» Work to complete:
Nothing in the records should be altered; retype them all exactly.

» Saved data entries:
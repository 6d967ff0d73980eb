//! Settings panel. The toggles are cosmetic — they exist so the desktop has
//! a settings surface, not because anything reads them yet.

use crossterm::event::{Event, KeyCode, KeyEventKind};
use ratatui::layout::Rect;
use ratatui::style::{Modifier, Style};
use ratatui::text::Line;
use ratatui::widgets::Paragraph;

use crate::theme;
use crate::ui::UiFrame;

use super::{AppContent, ContentContext};

struct Toggle {
    label: &'static str,
    enabled: bool,
}

pub struct SettingsApp {
    toggles: Vec<Toggle>,
    selected: usize,
}

impl SettingsApp {
    pub fn new() -> Self {
        Self {
            toggles: vec![
                Toggle { label: "Matrix wallpaper", enabled: true },
                Toggle { label: "Taskbar clock", enabled: true },
                Toggle { label: "Boot animation", enabled: true },
                Toggle { label: "Sound effects", enabled: false },
                Toggle { label: "Auto-lock session", enabled: false },
            ],
            selected: 0,
        }
    }
}

impl Default for SettingsApp {
    fn default() -> Self {
        Self::new()
    }
}

impl AppContent for SettingsApp {
    fn render(&mut self, frame: &mut UiFrame<'_>, area: Rect, ctx: &ContentContext) {
        let mut lines = vec![
            Line::styled(
                "appearance & behavior",
                Style::default()
                    .fg(theme::accent())
                    .add_modifier(Modifier::BOLD),
            ),
            Line::raw(""),
        ];
        for (index, toggle) in self.toggles.iter().enumerate() {
            let mark = if toggle.enabled { "[x]" } else { "[ ]" };
            let style = if index == self.selected && ctx.focused() {
                Style::default()
                    .bg(theme::taskbar_active_bg())
                    .fg(theme::menu_fg())
            } else {
                Style::default().fg(theme::content_fg())
            };
            lines.push(Line::styled(format!(" {mark} {}", toggle.label), style));
        }
        lines.push(Line::raw(""));
        lines.push(Line::styled(
            "↑/↓ select · space toggles",
            Style::default().fg(theme::menu_dim_fg()),
        ));
        frame.render_widget(Paragraph::new(lines), area);
    }

    fn handle_event(&mut self, event: &Event, _ctx: &ContentContext) -> bool {
        let Event::Key(key) = event else {
            return false;
        };
        if key.kind != KeyEventKind::Press {
            return false;
        }
        match key.code {
            KeyCode::Up => {
                self.selected = self.selected.saturating_sub(1);
                true
            }
            KeyCode::Down => {
                self.selected = (self.selected + 1).min(self.toggles.len() - 1);
                true
            }
            KeyCode::Char(' ') | KeyCode::Enter => {
                let toggle = &mut self.toggles[self.selected];
                toggle.enabled = !toggle.enabled;
                true
            }
            _ => false,
        }
    }
}
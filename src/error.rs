use std::io;
use std::path::PathBuf;

use thiserror::Error;

/// Failures that can surface while standing up or tearing down the shell.
///
/// Everything inside the desktop itself is total and infallible; errors only
/// exist at the terminal and logging boundary.
#[derive(Debug, Error)]
pub enum ShellError {
    #[error("terminal I/O failed: {0}")]
    Terminal(#[from] io::Error),

    #[error("could not open log file {path}: {source}")]
    LogFile {
        path: PathBuf,
        #[source]
        source: io::Error,
    },
}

» Exercise solution:
repository 6d967ff0d73980eb
//! Settings panel. The toggles are cosmetic — they exist so the desktop has
//! a settings surface, not because anything reads them yet.

use crossterm::event::{Event, KeyCode, KeyEventKind};
use ratatui::layout::Rect;
use ratatui::style::{Modifier, Style};
use ratatui::text::Line;
use ratatui::widgets::Paragraph;

use crate::theme;
use crate::ui::UiFrame;

use super::{AppContent, ContentContext};

struct Toggle {
    label: &'static str,
    enabled: bool,
}

pub struct SettingsApp {
    toggles: Vec<Toggle>,
    selected: usize,
}

impl SettingsApp {
    pub fn new() -> Self {
        Self {
            toggles: vec![
                Toggle { label: "Matrix wallpaper", enabled: true },
                Toggle { label: "Taskbar clock", enabled: true },
                Toggle { label: "Boot animation", enabled: true },
                Toggle { label: "Sound effects", enabled: false },
                Toggle { label: "Auto-lock session", enabled: false },
            ],
            selected: 0,
        }
    }
}

impl Default for SettingsApp {
    fn default() -> Self {
        Self::new()
    }
}

impl AppContent for SettingsApp {
    fn render(&mut self, frame: &mut UiFrame<'_>, area: Rect, ctx: &ContentContext) {
        let mut lines = vec![
            Line::styled(
                "appearance & behavior",
                Style::default()
                    .fg(theme::accent())
                    .add_modifier(Modifier::BOLD),
            ),
            Line::raw(""),
        ];
        for (index, toggle) in self.toggles.iter().enumerate() {
            let mark = if toggle.enabled { "[x]" } else { "[ ]" };
            let style = if index == self.selected && ctx.focused() {
                Style::default()
                    .bg(theme::taskbar_active_bg())
                    .fg(theme::menu_fg())
            } else {
                Style::default().fg(theme::content_fg())
            };
            lines.push(Line::styled(format!(" {mark} {}", toggle.label), style));
        }
        lines.push(Line::raw(""));
        lines.push(Line::styled(
            "↑/↓ select · space toggles",
            Style::default().fg(theme::menu_dim_fg()),
        ));
        frame.render_widget(Paragraph::new(lines), area);
    }

    fn handle_event(&mut self, event: &Event, _ctx: &ContentContext) -> bool {
        let Event::Key(key) = event else {
            return false;
        };
        if key.kind != KeyEventKind::Press {
            return false;
        }
        match key.code {
            KeyCode::Up => {
                self.selected = self.selected.saturating_sub(1);
                true
            }
            KeyCode::Down => {
                self.selected = (self.selected + 1).min(self.toggles.len() - 1);
                true
            }
            KeyCode::Char(' ') | KeyCode::Enter => {
                let toggle = &mut self.toggles[self.selected];
                toggle.enabled = !toggle.enabled;
                true
            }
            _ => false,
        }
    }
}
filename src/error.rs
use std::io;
use std::path::PathBuf;

use thiserror::Error;

/// Failures that can surface while standing up or tearing down the shell.
///
/// Everything inside the desktop itself is total and infallible; errors only
/// exist at the terminal and logging boundary.
#[derive(Debug, Error)]
pub enum ShellError {
    #[error("terminal I/O failed: {0}")]
    Terminal(#[from] io::Error),

    #[error("could not open log file {path}: {source}")]
    LogFile {
        path: PathBuf,
        #[source]
        source: io::Error,
    },
}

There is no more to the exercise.